But you still need to activate your account.
The final door of Rita Poirier’s red Mercury Grand Marquis slammed shut just as the first rays of sunshine peeked over the horizon one recent day.
Inside the car, Poirier’s long earrings swayed as she chuckled at her three colleagues in the back seat, who were chattering about acceptable breakfast cuisine. Ice cream passed muster – “Hey, it’s milk,” the women concluded – as well as apple pie because you can never eat too much fruit.
For more than two years the daily discussion topics have changed, but the company has not.
Caroline Cushman was the most recent woman to join Jackson Laboratory’s “Carpool 1” some 21/2 years ago, and now every workday Poirier, of Holden, and Janice Von Brook and Carol Lamb, both of Hampden, meet at Cushman’s Holden home at 6:30 a.m. and car pool to work. They are among 13 car-pooling teams at Jackson Lab in Bar Harbor, putting them at the forefront of the fight against skyrocketing fuel costs.

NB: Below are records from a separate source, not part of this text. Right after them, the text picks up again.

use std::fmt;

use serde::{Deserialize, Serialize};

/// A normalized forward-slash path relative to the storage root.
///
/// Normalization collapses repeated slashes and strips a trailing slash;
/// the root itself is `/`. A leading slash is kept when present. Segment
/// contents are not validated (that is the server's job).
#[derive(Debug, Clone, PartialEq, Eq, Hash, PartialOrd, Ord, Serialize, Deserialize)]
#[serde(from = "String", into = "String")]
pub struct RemotePath(String);

impl RemotePath {
    /// Normalizes `raw` into a path.
    pub fn new(raw: &str) -> Self {
        Self(normalize(raw))
    }

    /// The storage root, `/`.
    pub fn root() -> Self {
        Self("/".into())
    }

    pub fn as_str(&self) -> &str {
        &self.0
    }

    pub fn is_root(&self) -> bool {
        self.0 == "/"
    }

    pub fn is_absolute(&self) -> bool {
        self.0.starts_with('/')
    }

    /// Non-empty segments, in order.
    pub fn segments(&self) -> impl Iterator<Item = &str> {
        self.0.split('/').filter(|s| !s.is_empty())
    }

    /// Appends `name` below this path.
    pub fn join(&self, name: &str) -> Self {
        Self::new(&format!("{}/{}", self.0, name))
    }

    /// Keeps the first `index + 1` segments.
    ///
    /// Returns `None` when `index` does not address an existing segment.
    pub fn truncate_to(&self, index: usize) -> Option<Self> {
        let segments: Vec<&str> = self.segments().collect();
        if index >= segments.len() {
            return None;
        }
        Some(self.rebuild(&segments[..=index]))
    }

    /// The containing directory, or `None` for the root (and for a
    /// single relative segment).
    pub fn parent(&self) -> Option<Self> {
        let segments: Vec<&str> = self.segments().collect();
        match segments.len() {
            0 => None,
            1 if !self.is_absolute() => None,
            n => Some(self.rebuild(&segments[..n - 1])),
        }
    }

    /// Last segment, if any.
    pub fn file_name(&self) -> Option<&str> {
        self.segments().last()
    }

    fn rebuild(&self, segments: &[&str]) -> Self {
        let joined = segments.join("/");
        if self.is_absolute() {
            Self::new(&format!("/{joined}"))
        } else {
            Self::new(&joined)
        }
    }
}

fn normalize(raw: &str) -> String {
    let joined = raw
        .split('/')
        .filter(|s| !s.is_empty())
        .collect::<Vec<_>>()
        .join("/");
    if joined.is_empty() {
        "/".into()
    } else if raw.starts_with('/') {
        format!("/{joined}")
    } else {
        joined
    }
}

impl Default for RemotePath {
    fn default() -> Self {
        Self::root()
    }
}

impl fmt::Display for RemotePath {
    fn fmt(&self, f: &mut fmt::Formatter<'_>) -> fmt::Result {
        f.write_str(&self.0)
    }
}

impl AsRef<str> for RemotePath {
    fn as_ref(&self) -> &str {
        &self.0
    }
}

impl From<&str> for RemotePath {
    fn from(raw: &str) -> Self {
        Self::new(raw)
    }
}

impl From<String> for RemotePath {
    fn from(raw: String) -> Self {
        Self::new(&raw)
    }
}

impl From<RemotePath> for String {
    fn from(path: RemotePath) -> Self {
        path.0
    }
}
//! Persistence of the last visited directory.

use std::path::{Path, PathBuf};

use qsfm_protocol::RemotePath;
use serde::{Deserialize, Serialize};
use tracing::debug;

use crate::error::StateError;

#[derive(Debug, Serialize, Deserialize)]
struct StateFile {
    cwd: RemotePath,
}

/// JSON file holding `{"cwd": "<path>"}`.
#[derive(Debug, Clone)]
pub struct LastDirStore {
    path: PathBuf,
}

impl LastDirStore {
    pub fn new(path: PathBuf) -> Self {
        Self { path }
    }

    pub fn path(&self) -> &Path {
        &self.path
    }

    /// Reads the stored directory. A missing file is `Ok(None)`.
    pub fn load(&self) -> Result<Option<RemotePath>, StateError> {
        if !self.path.exists() {
            return Ok(None);
        }
        let data = std::fs::read_to_string(&self.path)?;
        let state: StateFile = serde_json::from_str(&data)?;
        debug!(cwd = %state.cwd, file = ?self.path, "loaded last directory");
        Ok(Some(state.cwd))
    }

    pub fn save(&self, cwd: &RemotePath) -> Result<(), StateError> {
        let json = serde_json::to_string_pretty(&StateFile { cwd: cwd.clone() })?;
        if let Some(parent) = self.path.parent() {
            std::fs::create_dir_all(parent)?;
        }
        std::fs::write(&self.path, json)?;
        Ok(())
    }
}

/// Default state file: `<config dir>/qsfm/state.json`.
pub fn default_state_path() -> Option<PathBuf> {
    config_dir().map(|d| d.join("qsfm").join("state.json"))
}

/// Returns the platform-specific config directory.
pub fn config_dir() -> Option<PathBuf> {
    #[cfg(target_os = "linux")]
    {
        std::env::var("XDG_CONFIG_HOME")
            .ok()
            .map(PathBuf::from)
            .or_else(|| {
                std::env::var("HOME")
                    .ok()
                    .map(|h| PathBuf::from(h).join(".config"))
            })
    }

    #[cfg(target_os = "windows")]
    {
        std::env::var("APPDATA").ok().map(PathBuf::from)
    }

    #[cfg(not(any(target_os = "linux", target_os = "windows")))]
    {
        std::env::var("HOME")
            .ok()
            .map(|h| PathBuf::from(h).join(".config"))
    }
}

“When Janice first came to me and asked to car pool I said, ‘Oh, I don’t really know, I don’t think so,'” said Poirier. “Then I finally agreed to try it for a day or two, and here we are eight years later.”

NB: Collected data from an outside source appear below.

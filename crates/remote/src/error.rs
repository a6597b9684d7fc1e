//! Remote API error types.

/// Coarse classification callers react to.
#[derive(Debug, Clone, Copy, PartialEq, Eq)]
pub enum ErrorKind {
    /// Transport unreachable or timed out.
    Network,
    /// Session missing or expired.
    Unauthorized,
    NotFound,
    ServerError,
}

/// Errors produced while talking to the remote API.
#[derive(Debug, thiserror::Error)]
pub enum RemoteError {
    #[error("network error: {0}")]
    Network(String),

    #[error("unauthorized")]
    Unauthorized,

    #[error("not found: {0}")]
    NotFound(String),

    #[error("server error {status}: {body}")]
    Server { status: u16, body: String },

    #[error("JSON error: {0}")]
    Json(#[from] serde_json::Error),

    #[error("I/O error: {0}")]
    Io(#[from] std::io::Error),

    #[error("invalid URL: {0}")]
    InvalidUrl(String),
}

impl RemoteError {
    /// Maps a non-success HTTP status to an error.
    ///
    /// The backend answers 403 for an invalid session as often as 401.
    pub fn from_status(status: u16, body: String, target: &str) -> Self {
        match status {
            401 | 403 => Self::Unauthorized,
            404 => Self::NotFound(target.to_string()),
            _ => Self::Server { status, body },
        }
    }

    pub fn kind(&self) -> ErrorKind {
        match self {
            Self::Network(_) | Self::Io(_) | Self::InvalidUrl(_) => ErrorKind::Network,
            Self::Unauthorized => ErrorKind::Unauthorized,
            Self::NotFound(_) => ErrorKind::NotFound,
            Self::Server { .. } | Self::Json(_) => ErrorKind::ServerError,
        }
    }

    /// Whether a user-initiated retry can reasonably succeed.
    pub fn is_transient(&self) -> bool {
        self.kind() == ErrorKind::Network
    }
}

impl From<reqwest::Error> for RemoteError {
    fn from(e: reqwest::Error) -> Self {
        if let Some(status) = e.status() {
            let target = e.url().map(|u| u.path().to_string()).unwrap_or_default();
            return Self::from_status(status.as_u16(), e.to_string(), &target);
        }
        Self::Network(e.to_string())
    }
}

#[cfg(test)]
mod tests {
    use super::*;

    #[test]
    fn status_mapping() {
        assert_eq!(
            RemoteError::from_status(401, String::new(), "/a").kind(),
            ErrorKind::Unauthorized
        );
        assert_eq!(
            RemoteError::from_status(403, "forbidden".into(), "/a").kind(),
            ErrorKind::Unauthorized
        );
        assert_eq!(
            RemoteError::from_status(404, String::new(), "/a").kind(),
            ErrorKind::NotFound
        );
        assert_eq!(
            RemoteError::from_status(500, "boom".into(), "/a").kind(),
            ErrorKind::ServerError
        );
        assert_eq!(
            RemoteError::from_status(409, String::new(), "/a").kind(),
            ErrorKind::ServerError
        );
    }

    #[test]
    fn not_found_keeps_target() {
        let err = RemoteError::from_status(404, String::new(), "/qs/files/gone");
        assert_eq!(err.to_string(), "not found: /qs/files/gone");
    }

    #[test]
    fn only_network_errors_are_transient() {
        assert!(RemoteError::Network("timed out".into()).is_transient());
        assert!(!RemoteError::Unauthorized.is_transient());
        assert!(
            !RemoteError::Server {
                status: 502,
                body: String::new()
            }
            .is_transient()
        );
    }
}
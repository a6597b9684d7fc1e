//! The controller that composes path, listings, selection and uploads.

use std::sync::{Arc, Mutex, MutexGuard, PoisonError};

use qsfm_protocol::{FileMetadata, RemotePath};
use qsfm_remote::RemoteFs;
use qsfm_transfer::{
    BatchOutcome, ChunkUploader, LocalFile, SelectionReport, UploadEvent, UploadPolicy,
    UploadSession,
};
use tokio::sync::mpsc;
use tracing::{debug, info, warn};

use crate::DEFAULT_ROOT;
use crate::cache::DirectoryCache;
use crate::error::ExplorerError;
use crate::last_dir::LastDirStore;
use crate::path::PathState;
use crate::selection::{SelectedEntry, SelectionSet};
use crate::types::{DirectoryListing, DownloadTarget, EntryAction, Navigation, UploadSummary};

/// Construction parameters for [`TransferController`].
#[derive(Debug, Clone)]
pub struct ControllerOptions {
    /// Directory used when no last-visited directory is stored.
    pub root: RemotePath,
    pub policy: UploadPolicy,
    /// Where the current directory is persisted. `None` disables it.
    pub last_dir: Option<LastDirStore>,
}

impl Default for ControllerOptions {
    fn default() -> Self {
        Self {
            root: RemotePath::new(DEFAULT_ROOT),
            policy: UploadPolicy::default(),
            last_dir: None,
        }
    }
}

/// Front-end facing file manager.
///
/// Every path change goes through here so the dependent work happens
/// exactly once: the selection is cleared, the new directory is
/// persisted and its listing fetched. A listing that resolves after the
/// user navigated elsewhere comes back as [`Navigation::Discarded`].
pub struct TransferController {
    remote: Arc<dyn RemoteFs>,
    path: PathState,
    cache: DirectoryCache,
    selection: Mutex<SelectionSet>,
    uploads: tokio::sync::Mutex<UploadSession>,
    last_dir: Option<LastDirStore>,
    events: Option<mpsc::Sender<UploadEvent>>,
}

impl TransferController {
    pub fn new(remote: Arc<dyn RemoteFs>, options: ControllerOptions) -> Self {
        let initial = match options.last_dir.as_ref().map(LastDirStore::load) {
            Some(Ok(Some(path))) => path,
            Some(Err(e)) => {
                warn!(error = %e, "ignoring unreadable last-directory file");
                options.root
            }
            _ => options.root,
        };
        debug!(cwd = %initial, "controller created");

        Self {
            cache: DirectoryCache::new(remote.clone()),
            remote,
            path: PathState::new(initial),
            selection: Mutex::new(SelectionSet::new()),
            uploads: tokio::sync::Mutex::new(UploadSession::new(options.policy)),
            last_dir: options.last_dir,
            events: None,
        }
    }

    /// Reports upload progress on `tx`.
    pub fn with_events(mut self, tx: mpsc::Sender<UploadEvent>) -> Self {
        self.events = Some(tx);
        self
    }

    // -----------------------------------------------------------------------
    // Navigation
    // -----------------------------------------------------------------------

    pub fn cwd(&self) -> RemotePath {
        self.path.get()
    }

    pub fn breadcrumbs(&self) -> Vec<String> {
        self.path.breadcrumbs()
    }

    /// Last listing known for the current directory, without a request.
    pub fn current_listing(&self) -> Option<DirectoryListing> {
        self.cache.cached(&self.path.get())
    }

    /// Loads the current directory (served from cache when fresh).
    pub async fn load_current(&self) -> Result<Navigation, ExplorerError> {
        self.load(self.path.get()).await
    }

    /// Re-fetches the current directory from the server.
    pub async fn refresh(&self) -> Result<Navigation, ExplorerError> {
        let cwd = self.path.get();
        self.cache.invalidate(&cwd);
        self.load(cwd).await
    }

    pub async fn navigate_to(&self, path: impl Into<RemotePath>) -> Result<Navigation, ExplorerError> {
        let target = path.into();
        if self.path.set(target.clone()) {
            self.path_changed(&target);
        }
        self.load(target).await
    }

    /// Opens a directory entry of the current listing.
    ///
    /// Directories are entered; files are handed back for a detail view.
    pub async fn open_entry(&self, name: &str, is_dir: bool) -> Result<EntryAction, ExplorerError> {
        if !is_dir {
            return Ok(EntryAction::ShowDetails(self.path.get().join(name)));
        }
        let target = self.path.append_segment(name);
        self.path_changed(&target);
        Ok(EntryAction::Entered(self.load(target).await?))
    }

    /// Jumps to the breadcrumb at `index`. An index past the end keeps
    /// the current directory.
    pub async fn jump_to_ancestor(&self, index: usize) -> Result<Navigation, ExplorerError> {
        let before = self.path.get();
        let target = self
            .path
            .pop_to_ancestor(index)
            .unwrap_or_else(|| before.clone());
        if target != before {
            self.path_changed(&target);
        }
        self.load(target).await
    }

    pub async fn file_details(&self, path: &RemotePath) -> Result<FileMetadata, ExplorerError> {
        Ok(self.remote.file_metadata(path.as_str()).await?)
    }

    // -----------------------------------------------------------------------
    // Mutations
    // -----------------------------------------------------------------------

    /// Creates `name` under the current directory and reloads it.
    pub async fn create_folder(&self, name: &str) -> Result<Navigation, ExplorerError> {
        let cwd = self.path.get();
        let target = cwd.join(name);
        let ack = self.remote.create_dir(target.as_str()).await?;
        info!(path = %target, msg = %ack.msg, "folder created");

        self.cache.invalidate(&cwd);
        self.load(cwd).await
    }

    /// Stages `files` for upload into the current directory.
    pub async fn stage_files(&self, files: Vec<LocalFile>) -> SelectionReport {
        let cwd = self.path.get();
        let report = self.uploads.lock().await.stage(files, &cwd);
        if !report.rejected.is_empty() {
            debug!(rejected = report.rejected.len(), "some files were not staged");
        }
        report
    }

    /// Destinations of the staged uploads.
    pub async fn staged_uploads(&self) -> Vec<RemotePath> {
        let uploads = self.uploads.lock().await;
        uploads.staged().iter().map(|t| t.destination().clone()).collect()
    }

    /// Destinations of uploads waiting for a resume.
    pub async fn failed_uploads(&self) -> Vec<RemotePath> {
        let uploads = self.uploads.lock().await;
        uploads.failed().iter().map(|t| t.destination().clone()).collect()
    }

    pub async fn remove_staged(&self, name: &str, size: u64) -> bool {
        self.uploads.lock().await.remove(name, size)
    }

    pub async fn clear_staged(&self) {
        self.uploads.lock().await.clear();
    }

    /// Abandons the failed upload for `(name, size)`.
    pub async fn remove_failed(&self, name: &str, size: u64) -> bool {
        self.uploads.lock().await.remove_failed(name, size)
    }

    /// Abandons every failed upload. Returns how many were dropped.
    pub async fn discard_failed(&self) -> usize {
        self.uploads.lock().await.discard_failed()
    }

    /// Runs the staged batch, then refreshes the current directory once.
    pub async fn upload_staged(&self) -> UploadSummary {
        let uploader = self.uploader();
        let outcome = self.uploads.lock().await.start(&uploader).await;
        self.finish_batch(outcome).await
    }

    /// Resumes failed uploads from their preserved offsets.
    pub async fn resume_failed(&self) -> UploadSummary {
        let uploader = self.uploader();
        let outcome = self.uploads.lock().await.resume_failed(&uploader).await;
        self.finish_batch(outcome).await
    }

    // -----------------------------------------------------------------------
    // Selection
    // -----------------------------------------------------------------------

    pub fn toggle_selection(&self, name: &str, is_dir: bool) -> bool {
        self.selection_set().toggle(name, is_dir)
    }

    pub fn selection(&self) -> Vec<SelectedEntry> {
        self.selection_set().items().to_vec()
    }

    pub fn clear_selection(&self) {
        self.selection_set().clear();
    }

    /// The download for the selection, if exactly one file is selected.
    pub fn download_target(&self) -> Option<DownloadTarget> {
        let name = self.selection_set().single_file()?.name.clone();
        let path = self.path.get().join(&name);
        let url = self.remote.download_url(path.as_str());
        Some(DownloadTarget { path, url })
    }

    // -----------------------------------------------------------------------
    // Internals
    // -----------------------------------------------------------------------

    async fn load(&self, requested: RemotePath) -> Result<Navigation, ExplorerError> {
        let result = self.cache.fetch(&requested).await;
        if self.path.get() != requested {
            debug!(requested = %requested, "discarding stale listing");
            return Ok(Navigation::Discarded { requested });
        }
        Ok(Navigation::Loaded(result?))
    }

    fn path_changed(&self, path: &RemotePath) {
        self.selection_set().clear();
        if let Some(store) = &self.last_dir {
            if let Err(e) = store.save(path) {
                warn!(error = %e, file = ?store.path(), "failed to persist last directory");
            }
        }
    }

    async fn finish_batch(&self, outcome: BatchOutcome) -> UploadSummary {
        let BatchOutcome::Finished(report) = &outcome else {
            return UploadSummary {
                outcome,
                refresh: None,
            };
        };

        let cwd = self.path.get();
        let mut dirs = report.directories();
        if !dirs.contains(&cwd) {
            dirs.push(cwd.clone());
        }
        for dir in &dirs {
            self.cache.invalidate(dir);
        }

        let refresh = self.load(cwd).await;
        UploadSummary {
            outcome,
            refresh: Some(refresh),
        }
    }

    fn uploader(&self) -> ChunkUploader<'_> {
        let uploader = ChunkUploader::new(self.remote.as_ref());
        match &self.events {
            Some(tx) => uploader.with_events(tx.clone()),
            None => uploader,
        }
    }

    fn selection_set(&self) -> MutexGuard<'_, SelectionSet> {
        self.selection.lock().unwrap_or_else(PoisonError::into_inner)
    }
}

The Carpool 1 crew has turned car pooling into a science. The veterans rotate driving, each driving her own car to Bar Harbor one or two times a week. The science has translated into arithmetic that is a little easier on each woman’s pocketbook.
Poirier said she has calculated how much she saves by sharing trips: A 46-mile one-way trip and a car that gets 24 miles to the gallon results in using nearly 4 gallons of gas a day, or $14 roundtrip, she concluded.

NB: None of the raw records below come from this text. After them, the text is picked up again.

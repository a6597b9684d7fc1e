use qsfm_remote::{ErrorKind, RemoteError};
use qsfm_transfer::UploadError;

/// Errors from the last-directory state file.
#[derive(Debug, thiserror::Error)]
pub enum StateError {
    #[error("I/O error: {0}")]
    Io(#[from] std::io::Error),

    #[error("JSON error: {0}")]
    Json(#[from] serde_json::Error),
}

/// Errors surfaced by [`TransferController`](crate::TransferController).
#[derive(Debug, thiserror::Error)]
pub enum ExplorerError {
    #[error(transparent)]
    Remote(#[from] RemoteError),

    #[error(transparent)]
    Upload(#[from] UploadError),

    #[error("state file: {0}")]
    State(#[from] StateError),
}

impl ExplorerError {
    /// Classification of the underlying remote failure, if there is one.
    pub fn remote_kind(&self) -> Option<ErrorKind> {
        match self {
            Self::Remote(e) => Some(e.kind()),
            Self::Upload(UploadError::ChunkUploadFailed { source, .. }) => Some(source.kind()),
            _ => None,
        }
    }
}

#[cfg(test)]
mod tests {
    use super::*;
    use qsfm_protocol::RemotePath;

    #[test]
    fn remote_kind_reaches_through_upload_errors() {
        let err = ExplorerError::from(UploadError::ChunkUploadFailed {
            path: RemotePath::new("/a"),
            offset: 0,
            source: RemoteError::Unauthorized,
        });
        assert_eq!(err.remote_kind(), Some(ErrorKind::Unauthorized));

        let err = ExplorerError::from(RemoteError::NotFound("/gone".into()));
        assert_eq!(err.remote_kind(), Some(ErrorKind::NotFound));
        assert_eq!(err.to_string(), "not found: /gone");

        let err = ExplorerError::from(StateError::Io(std::io::Error::other("disk full")));
        assert_eq!(err.remote_kind(), None);
    }
}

“We worked hard to establish this before the current gas crisis,” said Lamb. “A lot of people now are just struggling going to work.”
Carey Kish, program manager for Go Maine, a statewide commuter services program, said that since gas prices have spiked to $3.50 a gallon and beyond, Maine people are trying several tactics to conserve money. Maine drivers have learned to pair up for trips to the grocery store and bank, designating a Saturday for errands, he said. Filling gas tanks only halfway is an illusory solution, he said.
Kish said his toughest job is convincing Maine commuters that car pooling does not mean surrendering independence. It does, however, require a behavioral change, he said.
“I don’t think it will be an issue any more with gas prices where they are at,” Kish said. “There was a point in time when trying to market car pooling in Maine was like trying to sell ice cubes to Eskimos. In the mid-’90s, gas prices were low, heating oil was low and we were in an upward tick of the economy. We have been tied to automobiles since the ’50s and it’s a growing trend. It’s just the way we operate.”
Since oil has skyrocketed to more than $100 a barrel, many Maine residents have caught the car-pooling bug. In 2005, Hurricane Katrina prompted the first gas spike, which resulted in 1,000 commuters signing up for the Go Maine car-pooling initiative, Kish said. The database holds more than 4,500 potential car-pooling candidates and recently 200 to 300 names are being added to the list per month, he said. Kish anticipates that Go Maine will soon have more than 5,000 residents registered.
At Jackson Lab, a seat in Carpool 1 is a highly coveted position. Lamb’s reserved seat could be viewed as a birthright, since she is the daughter of Von Brook, an original member. When a seat vacancy arose, Cushman was the lucky office mate who got the call to the car pooling big leagues. She was granted a “trial run,” which the other women joked could be revoked from the rookie at any time.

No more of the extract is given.